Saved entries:
****************

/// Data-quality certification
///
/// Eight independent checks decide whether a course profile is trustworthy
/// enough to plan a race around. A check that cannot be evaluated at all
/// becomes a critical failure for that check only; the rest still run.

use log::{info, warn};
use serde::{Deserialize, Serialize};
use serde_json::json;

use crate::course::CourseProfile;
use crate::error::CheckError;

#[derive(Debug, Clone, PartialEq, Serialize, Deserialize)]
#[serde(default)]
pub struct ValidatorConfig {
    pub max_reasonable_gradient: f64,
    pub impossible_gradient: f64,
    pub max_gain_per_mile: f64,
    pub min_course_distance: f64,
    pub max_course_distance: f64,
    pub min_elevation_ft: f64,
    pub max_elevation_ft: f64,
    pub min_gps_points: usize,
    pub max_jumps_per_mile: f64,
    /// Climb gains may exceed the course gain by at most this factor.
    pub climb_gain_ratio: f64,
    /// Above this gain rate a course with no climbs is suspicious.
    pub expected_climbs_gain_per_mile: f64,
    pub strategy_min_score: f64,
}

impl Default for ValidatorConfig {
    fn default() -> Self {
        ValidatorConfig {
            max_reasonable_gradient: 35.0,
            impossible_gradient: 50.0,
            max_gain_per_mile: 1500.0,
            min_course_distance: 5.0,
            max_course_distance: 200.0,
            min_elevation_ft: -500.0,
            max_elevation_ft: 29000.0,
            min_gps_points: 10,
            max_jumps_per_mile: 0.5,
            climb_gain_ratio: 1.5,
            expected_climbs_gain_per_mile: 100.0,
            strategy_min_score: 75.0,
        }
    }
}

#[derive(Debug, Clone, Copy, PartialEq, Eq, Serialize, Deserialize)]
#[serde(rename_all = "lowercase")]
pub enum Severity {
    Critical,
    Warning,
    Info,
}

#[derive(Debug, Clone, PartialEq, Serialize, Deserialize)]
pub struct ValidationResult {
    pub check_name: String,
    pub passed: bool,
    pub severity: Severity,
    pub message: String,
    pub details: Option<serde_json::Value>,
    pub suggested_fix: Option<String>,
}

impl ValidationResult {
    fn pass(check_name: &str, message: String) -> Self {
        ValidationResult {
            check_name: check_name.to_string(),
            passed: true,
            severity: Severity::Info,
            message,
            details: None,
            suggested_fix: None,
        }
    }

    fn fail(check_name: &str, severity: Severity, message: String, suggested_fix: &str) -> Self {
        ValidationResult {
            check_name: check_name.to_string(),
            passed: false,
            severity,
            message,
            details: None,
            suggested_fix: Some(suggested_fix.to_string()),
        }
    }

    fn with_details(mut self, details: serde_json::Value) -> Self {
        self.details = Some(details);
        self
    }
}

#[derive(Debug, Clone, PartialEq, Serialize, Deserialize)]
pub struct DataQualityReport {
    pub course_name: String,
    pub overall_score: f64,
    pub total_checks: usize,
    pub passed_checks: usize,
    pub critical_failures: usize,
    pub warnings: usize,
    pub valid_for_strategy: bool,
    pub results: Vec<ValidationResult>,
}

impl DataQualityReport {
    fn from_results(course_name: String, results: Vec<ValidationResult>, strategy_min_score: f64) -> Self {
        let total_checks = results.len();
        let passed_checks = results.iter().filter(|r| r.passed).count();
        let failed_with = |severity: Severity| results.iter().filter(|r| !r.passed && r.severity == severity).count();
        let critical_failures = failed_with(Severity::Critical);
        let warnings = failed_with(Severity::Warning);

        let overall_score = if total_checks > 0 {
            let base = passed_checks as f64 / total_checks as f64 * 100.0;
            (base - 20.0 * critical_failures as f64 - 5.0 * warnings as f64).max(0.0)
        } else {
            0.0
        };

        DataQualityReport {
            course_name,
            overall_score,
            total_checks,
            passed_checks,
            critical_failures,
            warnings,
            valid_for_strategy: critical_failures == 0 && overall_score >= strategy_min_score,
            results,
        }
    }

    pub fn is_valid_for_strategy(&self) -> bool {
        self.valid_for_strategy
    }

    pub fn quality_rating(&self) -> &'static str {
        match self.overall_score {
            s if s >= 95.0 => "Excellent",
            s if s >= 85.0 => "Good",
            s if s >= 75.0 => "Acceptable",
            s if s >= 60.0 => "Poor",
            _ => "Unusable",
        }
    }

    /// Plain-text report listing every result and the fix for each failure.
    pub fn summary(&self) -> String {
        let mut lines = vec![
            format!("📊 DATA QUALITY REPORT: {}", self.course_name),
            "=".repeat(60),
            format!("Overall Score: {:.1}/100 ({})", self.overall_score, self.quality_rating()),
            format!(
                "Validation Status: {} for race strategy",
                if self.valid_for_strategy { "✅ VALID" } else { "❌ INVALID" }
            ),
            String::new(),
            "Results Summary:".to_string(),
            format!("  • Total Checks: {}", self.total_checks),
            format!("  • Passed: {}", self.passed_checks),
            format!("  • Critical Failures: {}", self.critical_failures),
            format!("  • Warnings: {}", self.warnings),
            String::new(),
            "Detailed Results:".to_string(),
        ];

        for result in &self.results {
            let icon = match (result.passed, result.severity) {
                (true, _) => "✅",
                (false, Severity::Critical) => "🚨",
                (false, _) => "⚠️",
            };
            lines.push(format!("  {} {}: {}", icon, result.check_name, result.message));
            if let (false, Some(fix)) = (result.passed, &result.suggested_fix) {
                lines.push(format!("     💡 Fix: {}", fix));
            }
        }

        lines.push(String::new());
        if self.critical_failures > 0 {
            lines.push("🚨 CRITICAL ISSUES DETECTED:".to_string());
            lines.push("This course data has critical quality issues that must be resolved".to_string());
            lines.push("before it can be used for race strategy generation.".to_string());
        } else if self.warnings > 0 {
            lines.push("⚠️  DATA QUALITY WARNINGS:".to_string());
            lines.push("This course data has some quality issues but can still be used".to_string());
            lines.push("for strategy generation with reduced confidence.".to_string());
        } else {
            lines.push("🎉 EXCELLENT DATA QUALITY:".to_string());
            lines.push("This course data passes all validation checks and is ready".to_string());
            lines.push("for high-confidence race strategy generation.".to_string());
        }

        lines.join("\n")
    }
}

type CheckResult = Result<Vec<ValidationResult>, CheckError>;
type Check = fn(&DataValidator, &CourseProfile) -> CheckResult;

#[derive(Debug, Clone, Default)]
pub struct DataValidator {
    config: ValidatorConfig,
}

****************

WORK REQUIRED: Please give every entry again, precisely as it appears.

RESPONSE:
/// Data-quality certification
///
/// Eight independent checks decide whether a course profile is trustworthy
/// enough to plan a race around. A check that cannot be evaluated at all
/// becomes a critical failure for that check only; the rest still run.

use log::{info, warn};
use serde::{Deserialize, Serialize};
use serde_json::json;

use crate::course::CourseProfile;
use crate::error::CheckError;

#[derive(Debug, Clone, PartialEq, Serialize, Deserialize)]
#[serde(default)]
pub struct ValidatorConfig {
    pub max_reasonable_gradient: f64,
    pub impossible_gradient: f64,
    pub max_gain_per_mile: f64,
    pub min_course_distance: f64,
    pub max_course_distance: f64,
    pub min_elevation_ft: f64,
    pub max_elevation_ft: f64,
    pub min_gps_points: usize,
    pub max_jumps_per_mile: f64,
    /// Climb gains may exceed the course gain by at most this factor.
    pub climb_gain_ratio: f64,
    /// Above this gain rate a course with no climbs is suspicious.
    pub expected_climbs_gain_per_mile: f64,
    pub strategy_min_score: f64,
}

impl Default for ValidatorConfig {
    fn default() -> Self {
        ValidatorConfig {
            max_reasonable_gradient: 35.0,
            impossible_gradient: 50.0,
            max_gain_per_mile: 1500.0,
            min_course_distance: 5.0,
            max_course_distance: 200.0,
            min_elevation_ft: -500.0,
            max_elevation_ft: 29000.0,
            min_gps_points: 10,
            max_jumps_per_mile: 0.5,
            climb_gain_ratio: 1.5,
            expected_climbs_gain_per_mile: 100.0,
            strategy_min_score: 75.0,
        }
    }
}

#[derive(Debug, Clone, Copy, PartialEq, Eq, Serialize, Deserialize)]
#[serde(rename_all = "lowercase")]
pub enum Severity {
    Critical,
    Warning,
    Info,
}

#[derive(Debug, Clone, PartialEq, Serialize, Deserialize)]
pub struct ValidationResult {
    pub check_name: String,
    pub passed: bool,
    pub severity: Severity,
    pub message: String,
    pub details: Option<serde_json::Value>,
    pub suggested_fix: Option<String>,
}

impl ValidationResult {
    fn pass(check_name: &str, message: String) -> Self {
        ValidationResult {
            check_name: check_name.to_string(),
            passed: true,
            severity: Severity::Info,
            message,
            details: None,
            suggested_fix: None,
        }
    }

    fn fail(check_name: &str, severity: Severity, message: String, suggested_fix: &str) -> Self {
        ValidationResult {
            check_name: check_name.to_string(),
            passed: false,
            severity,
            message,
            details: None,
            suggested_fix: Some(suggested_fix.to_string()),
        }
    }

    fn with_details(mut self, details: serde_json::Value) -> Self {
        self.details = Some(details);
        self
    }
}

#[derive(Debug, Clone, PartialEq, Serialize, Deserialize)]
pub struct DataQualityReport {
    pub course_name: String,
    pub overall_score: f64,
    pub total_checks: usize,
    pub passed_checks: usize,
    pub critical_failures: usize,
    pub warnings: usize,
    pub valid_for_strategy: bool,
    pub results: Vec<ValidationResult>,
}

impl DataQualityReport {
    fn from_results(course_name: String, results: Vec<ValidationResult>, strategy_min_score: f64) -> Self {
        let total_checks = results.len();
        let passed_checks = results.iter().filter(|r| r.passed).count();
        let failed_with = |severity: Severity| results.iter().filter(|r| !r.passed && r.severity == severity).count();
        let critical_failures = failed_with(Severity::Critical);
        let warnings = failed_with(Severity::Warning);

        let overall_score = if total_checks > 0 {
            let base = passed_checks as f64 / total_checks as f64 * 100.0;
            (base - 20.0 * critical_failures as f64 - 5.0 * warnings as f64).max(0.0)
        } else {
            0.0
        };

        DataQualityReport {
            course_name,
            overall_score,
            total_checks,
            passed_checks,
            critical_failures,
            warnings,
            valid_for_strategy: critical_failures == 0 && overall_score >= strategy_min_score,
            results,
        }
    }

    pub fn is_valid_for_strategy(&self) -> bool {
        self.valid_for_strategy
    }

    pub fn quality_rating(&self) -> &'static str {
        match self.overall_score {
            s if s >= 95.0 => "Excellent",
            s if s >= 85.0 => "Good",
            s if s >= 75.0 => "Acceptable",
            s if s >= 60.0 => "Poor",
            _ => "Unusable",
        }
    }

    /// Plain-text report listing every result and the fix for each failure.
    pub fn summary(&self) -> String {
        let mut lines = vec![
            format!("📊 DATA QUALITY REPORT: {}", self.course_name),
            "=".repeat(60),
            format!("Overall Score: {:.1}/100 ({})", self.overall_score, self.quality_rating()),
            format!(
                "Validation Status: {} for race strategy",
                if self.valid_for_strategy { "✅ VALID" } else { "❌ INVALID" }
            ),
            String::new(),
            "Results Summary:".to_string(),
            format!("  • Total Checks: {}", self.total_checks),
            format!("  • Passed: {}", self.passed_checks),
            format!("  • Critical Failures: {}", self.critical_failures),
            format!("  • Warnings: {}", self.warnings),
            String::new(),
            "Detailed Results:".to_string(),
        ];

        for result in &self.results {
            let icon = match (result.passed, result.severity) {
                (true, _) => "✅",
                (false, Severity::Critical) => "🚨",
                (false, _) => "⚠️",
            };
            lines.push(format!("  {} {}: {}", icon, result.check_name, result.message));
            if let (false, Some(fix)) = (result.passed, &result.suggested_fix) {
                lines.push(format!("     💡 Fix: {}", fix));
            }
        }

        lines.push(String::new());
        if self.critical_failures > 0 {
            lines.push("🚨 CRITICAL ISSUES DETECTED:".to_string());
            lines.push("This course data has critical quality issues that must be resolved".to_string());
            lines.push("before it can be used for race strategy generation.".to_string());
        } else if self.warnings > 0 {
            lines.push("⚠️  DATA QUALITY WARNINGS:".to_string());
            lines.push("This course data has some quality issues but can still be used".to_string());
            lines.push("for strategy generation with reduced confidence.".to_string());
        } else {
            lines.push("🎉 EXCELLENT DATA QUALITY:".to_string());
            lines.push("This course data passes all validation checks and is ready".to_string());
            lines.push("for high-confidence race strategy generation.".to_string());
        }

        lines.join("\n")
    }
}

type CheckResult = Result<Vec<ValidationResult>, CheckError>;
type Check = fn(&DataValidator, &CourseProfile) -> CheckResult;

#[derive(Debug, Clone, Default)]
pub struct DataValidator {
    config: ValidatorConfig,
}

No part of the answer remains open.